- WORK TASK
A single number is wanted: how many lines of the data below include the string "SessionInfo"?

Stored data
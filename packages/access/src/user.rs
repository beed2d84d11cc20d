//! # Session user model
//!
//! [`UserInfo`] is the client-safe view of the signed-in user. It crosses the
//! server/client boundary inside a [`SessionInfo`], which also carries the effective
//! permission list the identity service granted for this session.

use serde::{Deserialize, Serialize};

use crate::permission::{PermissionId, PermissionSet};

/// Role name that marks a super-admin unless the deployment configures another.
pub const DEFAULT_SUPER_ADMIN_ROLE: &str = "Super Admin";

/// A named bundle of permissions attached to a user.
#[derive(Debug, Clone, PartialEq, Serialize, Deserialize)]
pub struct Role {
    pub name: String,
    #[serde(default)]
    pub permissions: Vec<PermissionId>,
}

/// Signed-in user, as the UI sees it.
#[derive(Debug, Clone, PartialEq, Serialize, Deserialize)]
pub struct UserInfo {
    pub id: String,
    pub email: String,
    pub name: Option<String>,
    /// Restaurant (tenant) the user belongs to.
    pub restaurant_id: Option<String>,
    pub role: Option<Role>,
    /// Derived from the role name on the server.
    #[serde(default)]
    pub is_super_admin: bool,
}

impl UserInfo {
    /// Get display name, falling back to email if name is not set.
    pub fn display_name(&self) -> &str {
        self.name.as_deref().unwrap_or(&self.email)
    }

    pub fn role_name(&self) -> Option<&str> {
        self.role.as_ref().map(|role| role.name.as_str())
    }
}

/// Whether a role name designates a super-admin.
pub fn is_super_admin_role(role: Option<&Role>, super_admin_role: &str) -> bool {
    role.is_some_and(|role| role.name == super_admin_role)
}

/// Everything the identity service told us about the current session.
#[derive(Debug, Clone, PartialEq, Serialize, Deserialize)]
pub struct SessionInfo {
    pub user: UserInfo,
    /// Effective permissions, deduplicated, in the order first granted.
    pub permissions: Vec<PermissionId>,
}

impl SessionInfo {
    /// Combine the session-level grants with the ones carried by the user's role.
    pub fn new(user: UserInfo, granted: impl IntoIterator<Item = PermissionId>) -> Self {
        let role_permissions = user
            .role
            .as_ref()
            .map(|role| role.permissions.clone())
            .unwrap_or_default();

        let mut permissions: Vec<PermissionId> = Vec::new();
        for permission in granted.into_iter().chain(role_permissions) {
            if !permissions.contains(&permission) {
                permissions.push(permission);
            }
        }

        Self { user, permissions }
    }

    pub fn permission_set(&self) -> PermissionSet {
        self.permissions.iter().cloned().collect()
    }
}

#[cfg(test)]
mod tests {
    use super::*;

    fn user(role: Option<Role>) -> UserInfo {
        UserInfo {
            id: "u-1".to_string(),
            email: "manager@bistro.test".to_string(),
            name: None,
            restaurant_id: Some("r-42".to_string()),
            role,
            is_super_admin: false,
        }
    }

    #[test]
    fn test_display_name_falls_back_to_email() {
        let mut u = user(None);
        assert_eq!(u.display_name(), "manager@bistro.test");
        u.name = Some("Ada".to_string());
        assert_eq!(u.display_name(), "Ada");
    }

    #[test]
    fn test_session_unites_role_and_direct_grants() {
        let role = Role {
            name: "Branch Manager".to_string(),
            permissions: vec![
                PermissionId::new("orders:all"),
                PermissionId::new("branches:all"),
            ],
        };
        let session = SessionInfo::new(
            user(Some(role)),
            vec![
                PermissionId::new("branches:all"),
                PermissionId::new("reviews:all"),
            ],
        );

        assert_eq!(
            session.permissions,
            vec![
                PermissionId::new("branches:all"),
                PermissionId::new("reviews:all"),
                PermissionId::new("orders:all"),
            ]
        );
        assert_eq!(session.permission_set().len(), 3);
    }

    #[test]
    fn test_super_admin_is_exact_role_name() {
        let admin = Role {
            name: DEFAULT_SUPER_ADMIN_ROLE.to_string(),
            permissions: vec![],
        };
        let lookalike = Role {
            name: "super admin".to_string(),
            permissions: vec![],
        };

        assert!(is_super_admin_role(Some(&admin), DEFAULT_SUPER_ADMIN_ROLE));
        assert!(!is_super_admin_role(Some(&lookalike), DEFAULT_SUPER_ADMIN_ROLE));
        assert!(!is_super_admin_role(None, DEFAULT_SUPER_ADMIN_ROLE));
    }
}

- RESPONSE TO THE TASK
4